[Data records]
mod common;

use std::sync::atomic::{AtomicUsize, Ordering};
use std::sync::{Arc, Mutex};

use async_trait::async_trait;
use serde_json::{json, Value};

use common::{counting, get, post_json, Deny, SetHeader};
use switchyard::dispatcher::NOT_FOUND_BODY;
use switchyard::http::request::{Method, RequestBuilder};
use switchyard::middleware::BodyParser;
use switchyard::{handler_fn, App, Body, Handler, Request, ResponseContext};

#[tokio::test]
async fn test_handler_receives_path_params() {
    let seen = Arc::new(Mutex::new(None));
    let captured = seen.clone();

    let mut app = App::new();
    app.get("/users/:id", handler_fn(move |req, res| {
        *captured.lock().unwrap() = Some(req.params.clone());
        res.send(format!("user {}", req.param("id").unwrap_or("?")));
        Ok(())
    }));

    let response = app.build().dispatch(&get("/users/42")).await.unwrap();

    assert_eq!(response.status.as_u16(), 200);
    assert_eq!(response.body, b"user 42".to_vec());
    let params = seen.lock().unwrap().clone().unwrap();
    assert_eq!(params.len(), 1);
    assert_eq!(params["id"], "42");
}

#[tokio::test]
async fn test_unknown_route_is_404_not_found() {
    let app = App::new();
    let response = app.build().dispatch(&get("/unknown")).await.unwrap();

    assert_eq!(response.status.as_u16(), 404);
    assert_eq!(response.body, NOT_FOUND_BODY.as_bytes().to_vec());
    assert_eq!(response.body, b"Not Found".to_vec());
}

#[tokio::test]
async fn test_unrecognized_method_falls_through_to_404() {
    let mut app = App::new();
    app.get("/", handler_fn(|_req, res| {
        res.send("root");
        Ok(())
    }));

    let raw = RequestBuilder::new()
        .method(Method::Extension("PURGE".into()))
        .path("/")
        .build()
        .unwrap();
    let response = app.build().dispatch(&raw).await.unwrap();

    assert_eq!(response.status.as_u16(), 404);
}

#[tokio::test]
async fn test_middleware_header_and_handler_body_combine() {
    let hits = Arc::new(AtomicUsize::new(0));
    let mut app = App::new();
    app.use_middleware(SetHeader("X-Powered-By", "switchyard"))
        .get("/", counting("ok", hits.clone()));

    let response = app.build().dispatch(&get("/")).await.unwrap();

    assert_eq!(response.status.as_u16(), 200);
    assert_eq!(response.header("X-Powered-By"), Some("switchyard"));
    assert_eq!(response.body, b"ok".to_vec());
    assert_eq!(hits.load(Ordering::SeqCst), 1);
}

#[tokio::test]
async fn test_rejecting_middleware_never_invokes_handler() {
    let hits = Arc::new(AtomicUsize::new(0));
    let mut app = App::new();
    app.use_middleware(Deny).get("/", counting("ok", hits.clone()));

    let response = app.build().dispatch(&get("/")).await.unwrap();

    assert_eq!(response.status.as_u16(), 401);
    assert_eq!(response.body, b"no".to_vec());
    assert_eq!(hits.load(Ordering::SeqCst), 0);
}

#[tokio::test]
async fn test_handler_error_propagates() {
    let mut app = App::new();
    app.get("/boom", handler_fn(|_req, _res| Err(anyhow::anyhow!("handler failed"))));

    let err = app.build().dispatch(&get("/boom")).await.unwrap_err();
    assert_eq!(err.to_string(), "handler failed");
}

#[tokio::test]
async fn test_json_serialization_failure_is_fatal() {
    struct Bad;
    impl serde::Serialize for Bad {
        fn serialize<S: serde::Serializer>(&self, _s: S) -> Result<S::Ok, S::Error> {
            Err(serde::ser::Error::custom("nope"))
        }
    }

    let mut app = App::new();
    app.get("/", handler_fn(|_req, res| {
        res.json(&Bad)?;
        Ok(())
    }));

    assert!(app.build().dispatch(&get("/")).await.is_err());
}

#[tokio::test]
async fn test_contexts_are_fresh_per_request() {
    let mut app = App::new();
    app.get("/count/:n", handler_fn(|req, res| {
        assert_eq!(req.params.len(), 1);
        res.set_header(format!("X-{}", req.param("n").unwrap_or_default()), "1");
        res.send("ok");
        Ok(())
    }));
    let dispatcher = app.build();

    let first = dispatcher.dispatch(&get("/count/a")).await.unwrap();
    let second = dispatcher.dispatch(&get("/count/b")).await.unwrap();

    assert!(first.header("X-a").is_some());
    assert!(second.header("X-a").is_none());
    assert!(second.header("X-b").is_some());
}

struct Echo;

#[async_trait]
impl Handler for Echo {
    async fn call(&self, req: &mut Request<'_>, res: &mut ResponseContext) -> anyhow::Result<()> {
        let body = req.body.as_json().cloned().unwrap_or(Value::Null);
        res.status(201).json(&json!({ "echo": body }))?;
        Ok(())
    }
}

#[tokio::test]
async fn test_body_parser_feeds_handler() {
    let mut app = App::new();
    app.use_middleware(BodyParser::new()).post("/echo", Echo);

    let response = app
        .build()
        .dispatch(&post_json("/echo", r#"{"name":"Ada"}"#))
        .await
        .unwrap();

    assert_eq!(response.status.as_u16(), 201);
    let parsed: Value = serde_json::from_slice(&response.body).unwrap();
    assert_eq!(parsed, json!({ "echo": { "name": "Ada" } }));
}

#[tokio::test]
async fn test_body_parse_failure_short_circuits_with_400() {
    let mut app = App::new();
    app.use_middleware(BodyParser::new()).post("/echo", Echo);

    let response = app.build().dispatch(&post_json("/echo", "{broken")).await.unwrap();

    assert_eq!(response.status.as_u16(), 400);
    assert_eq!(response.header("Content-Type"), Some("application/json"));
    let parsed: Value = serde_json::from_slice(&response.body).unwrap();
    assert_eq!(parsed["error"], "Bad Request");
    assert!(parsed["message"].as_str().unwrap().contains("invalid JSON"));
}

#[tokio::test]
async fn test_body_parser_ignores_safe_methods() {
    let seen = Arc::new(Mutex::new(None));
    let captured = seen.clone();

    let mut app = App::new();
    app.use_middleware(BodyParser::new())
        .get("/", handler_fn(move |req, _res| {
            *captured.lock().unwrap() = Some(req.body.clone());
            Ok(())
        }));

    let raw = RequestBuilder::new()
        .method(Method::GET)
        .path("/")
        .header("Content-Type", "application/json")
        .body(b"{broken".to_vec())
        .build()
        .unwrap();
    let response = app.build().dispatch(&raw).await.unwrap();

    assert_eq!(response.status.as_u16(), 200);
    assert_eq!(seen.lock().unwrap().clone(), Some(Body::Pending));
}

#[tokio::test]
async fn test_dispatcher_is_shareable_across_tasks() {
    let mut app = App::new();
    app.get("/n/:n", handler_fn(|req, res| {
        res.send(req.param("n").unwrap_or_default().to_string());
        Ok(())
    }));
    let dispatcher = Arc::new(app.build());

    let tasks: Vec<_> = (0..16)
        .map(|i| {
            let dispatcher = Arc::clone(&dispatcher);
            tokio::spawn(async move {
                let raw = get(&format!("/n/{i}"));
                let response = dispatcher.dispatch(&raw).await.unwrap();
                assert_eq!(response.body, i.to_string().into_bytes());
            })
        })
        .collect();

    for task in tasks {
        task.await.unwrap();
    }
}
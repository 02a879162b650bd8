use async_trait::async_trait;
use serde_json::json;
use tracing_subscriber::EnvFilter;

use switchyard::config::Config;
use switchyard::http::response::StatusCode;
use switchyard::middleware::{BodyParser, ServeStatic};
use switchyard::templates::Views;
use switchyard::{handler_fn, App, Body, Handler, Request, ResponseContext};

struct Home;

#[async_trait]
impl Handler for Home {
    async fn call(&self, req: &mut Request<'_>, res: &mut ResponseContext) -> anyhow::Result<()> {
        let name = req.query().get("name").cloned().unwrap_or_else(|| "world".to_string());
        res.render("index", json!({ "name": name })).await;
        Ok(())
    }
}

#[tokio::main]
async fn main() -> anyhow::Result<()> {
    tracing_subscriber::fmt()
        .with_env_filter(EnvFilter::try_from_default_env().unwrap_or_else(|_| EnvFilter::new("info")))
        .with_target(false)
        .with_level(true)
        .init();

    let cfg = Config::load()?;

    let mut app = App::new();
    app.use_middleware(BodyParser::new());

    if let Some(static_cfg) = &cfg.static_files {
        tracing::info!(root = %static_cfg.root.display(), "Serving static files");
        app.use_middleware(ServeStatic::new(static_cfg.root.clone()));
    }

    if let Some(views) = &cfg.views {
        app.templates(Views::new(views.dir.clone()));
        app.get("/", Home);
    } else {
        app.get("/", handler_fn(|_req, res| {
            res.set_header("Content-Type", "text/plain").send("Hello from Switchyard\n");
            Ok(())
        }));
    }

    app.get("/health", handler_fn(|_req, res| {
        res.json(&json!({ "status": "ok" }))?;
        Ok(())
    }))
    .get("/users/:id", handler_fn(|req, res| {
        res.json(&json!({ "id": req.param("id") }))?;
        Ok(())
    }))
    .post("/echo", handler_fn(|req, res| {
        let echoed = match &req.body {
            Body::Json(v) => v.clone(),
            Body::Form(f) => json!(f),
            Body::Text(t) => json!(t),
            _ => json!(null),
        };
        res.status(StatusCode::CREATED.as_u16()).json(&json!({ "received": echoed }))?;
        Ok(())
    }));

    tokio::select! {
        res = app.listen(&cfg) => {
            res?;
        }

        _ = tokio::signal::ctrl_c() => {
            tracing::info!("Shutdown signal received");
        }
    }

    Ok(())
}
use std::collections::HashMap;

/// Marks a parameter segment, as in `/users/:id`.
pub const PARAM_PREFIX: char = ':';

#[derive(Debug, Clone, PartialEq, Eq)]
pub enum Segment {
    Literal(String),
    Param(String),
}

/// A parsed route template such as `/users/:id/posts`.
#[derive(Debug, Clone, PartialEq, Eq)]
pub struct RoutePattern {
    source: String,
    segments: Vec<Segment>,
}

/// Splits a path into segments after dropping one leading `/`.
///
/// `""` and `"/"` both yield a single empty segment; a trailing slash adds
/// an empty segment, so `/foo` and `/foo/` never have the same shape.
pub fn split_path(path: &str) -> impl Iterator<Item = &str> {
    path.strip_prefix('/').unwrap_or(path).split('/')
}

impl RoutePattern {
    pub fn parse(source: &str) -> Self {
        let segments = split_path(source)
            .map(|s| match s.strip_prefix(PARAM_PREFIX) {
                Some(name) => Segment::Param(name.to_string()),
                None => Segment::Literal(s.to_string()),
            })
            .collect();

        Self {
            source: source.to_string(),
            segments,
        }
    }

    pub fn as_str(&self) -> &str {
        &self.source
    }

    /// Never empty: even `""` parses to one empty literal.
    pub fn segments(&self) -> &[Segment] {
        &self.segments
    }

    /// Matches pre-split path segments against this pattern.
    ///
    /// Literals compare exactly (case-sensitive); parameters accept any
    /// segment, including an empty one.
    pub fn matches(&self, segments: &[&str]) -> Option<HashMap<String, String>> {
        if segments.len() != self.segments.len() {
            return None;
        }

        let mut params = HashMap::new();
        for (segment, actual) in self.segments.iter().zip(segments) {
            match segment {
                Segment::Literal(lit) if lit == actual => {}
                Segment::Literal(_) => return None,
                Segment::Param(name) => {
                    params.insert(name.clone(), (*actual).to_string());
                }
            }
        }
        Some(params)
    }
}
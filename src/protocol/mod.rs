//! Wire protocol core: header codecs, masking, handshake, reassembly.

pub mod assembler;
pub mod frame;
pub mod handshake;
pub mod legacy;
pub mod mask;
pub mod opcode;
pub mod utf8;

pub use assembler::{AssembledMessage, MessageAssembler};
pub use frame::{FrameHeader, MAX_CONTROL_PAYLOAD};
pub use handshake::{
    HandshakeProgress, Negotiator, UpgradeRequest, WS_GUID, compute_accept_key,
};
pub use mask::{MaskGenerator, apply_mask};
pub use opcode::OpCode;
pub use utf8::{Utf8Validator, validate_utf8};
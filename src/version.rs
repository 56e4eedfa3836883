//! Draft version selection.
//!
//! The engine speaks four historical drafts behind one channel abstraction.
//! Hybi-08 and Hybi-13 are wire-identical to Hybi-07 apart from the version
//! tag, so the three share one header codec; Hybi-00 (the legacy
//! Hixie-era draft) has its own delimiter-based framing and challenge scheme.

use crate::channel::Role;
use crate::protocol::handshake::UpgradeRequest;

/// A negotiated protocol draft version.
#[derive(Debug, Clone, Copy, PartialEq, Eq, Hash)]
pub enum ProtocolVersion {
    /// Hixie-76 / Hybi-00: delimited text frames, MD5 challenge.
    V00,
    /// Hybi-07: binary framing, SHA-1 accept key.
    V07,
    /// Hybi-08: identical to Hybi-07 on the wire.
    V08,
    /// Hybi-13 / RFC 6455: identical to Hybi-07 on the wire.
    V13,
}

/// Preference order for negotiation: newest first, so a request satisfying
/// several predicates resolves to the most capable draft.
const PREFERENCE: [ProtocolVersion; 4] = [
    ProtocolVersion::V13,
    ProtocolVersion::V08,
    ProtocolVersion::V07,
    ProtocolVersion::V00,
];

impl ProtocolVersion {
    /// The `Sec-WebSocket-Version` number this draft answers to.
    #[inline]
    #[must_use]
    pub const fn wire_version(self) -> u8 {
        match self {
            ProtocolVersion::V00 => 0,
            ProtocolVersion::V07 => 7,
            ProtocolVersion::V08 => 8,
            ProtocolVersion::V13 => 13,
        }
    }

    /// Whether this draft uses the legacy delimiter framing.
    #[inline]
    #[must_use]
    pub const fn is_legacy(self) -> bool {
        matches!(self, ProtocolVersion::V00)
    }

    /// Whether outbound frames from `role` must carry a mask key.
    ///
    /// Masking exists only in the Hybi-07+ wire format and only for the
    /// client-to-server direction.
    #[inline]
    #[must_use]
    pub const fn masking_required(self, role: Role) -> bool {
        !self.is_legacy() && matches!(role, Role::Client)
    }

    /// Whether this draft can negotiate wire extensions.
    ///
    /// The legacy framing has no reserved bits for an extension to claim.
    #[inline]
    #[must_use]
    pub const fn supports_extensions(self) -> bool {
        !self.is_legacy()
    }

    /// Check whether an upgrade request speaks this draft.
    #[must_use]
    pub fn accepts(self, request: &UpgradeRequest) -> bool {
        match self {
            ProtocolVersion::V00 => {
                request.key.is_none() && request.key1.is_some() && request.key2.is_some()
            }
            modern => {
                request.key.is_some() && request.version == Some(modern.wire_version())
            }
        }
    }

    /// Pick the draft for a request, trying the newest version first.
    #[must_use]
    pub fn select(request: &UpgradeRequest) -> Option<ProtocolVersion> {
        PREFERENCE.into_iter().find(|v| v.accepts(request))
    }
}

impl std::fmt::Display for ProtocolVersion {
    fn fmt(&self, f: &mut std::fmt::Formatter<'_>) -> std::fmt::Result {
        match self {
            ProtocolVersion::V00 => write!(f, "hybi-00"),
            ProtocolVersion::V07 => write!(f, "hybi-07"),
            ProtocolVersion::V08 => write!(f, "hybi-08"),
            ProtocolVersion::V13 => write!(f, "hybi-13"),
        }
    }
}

What you are asked to do: What is needed is every line from the data above that includes the string "this", copied out.

Task solution:
    /// Matches pre-split path segments against this pattern.
    /// The `Sec-WebSocket-Version` number this draft answers to.
    /// Whether this draft uses the legacy delimiter framing.
    /// Whether this draft can negotiate wire extensions.
    /// Check whether an upgrade request speaks this draft.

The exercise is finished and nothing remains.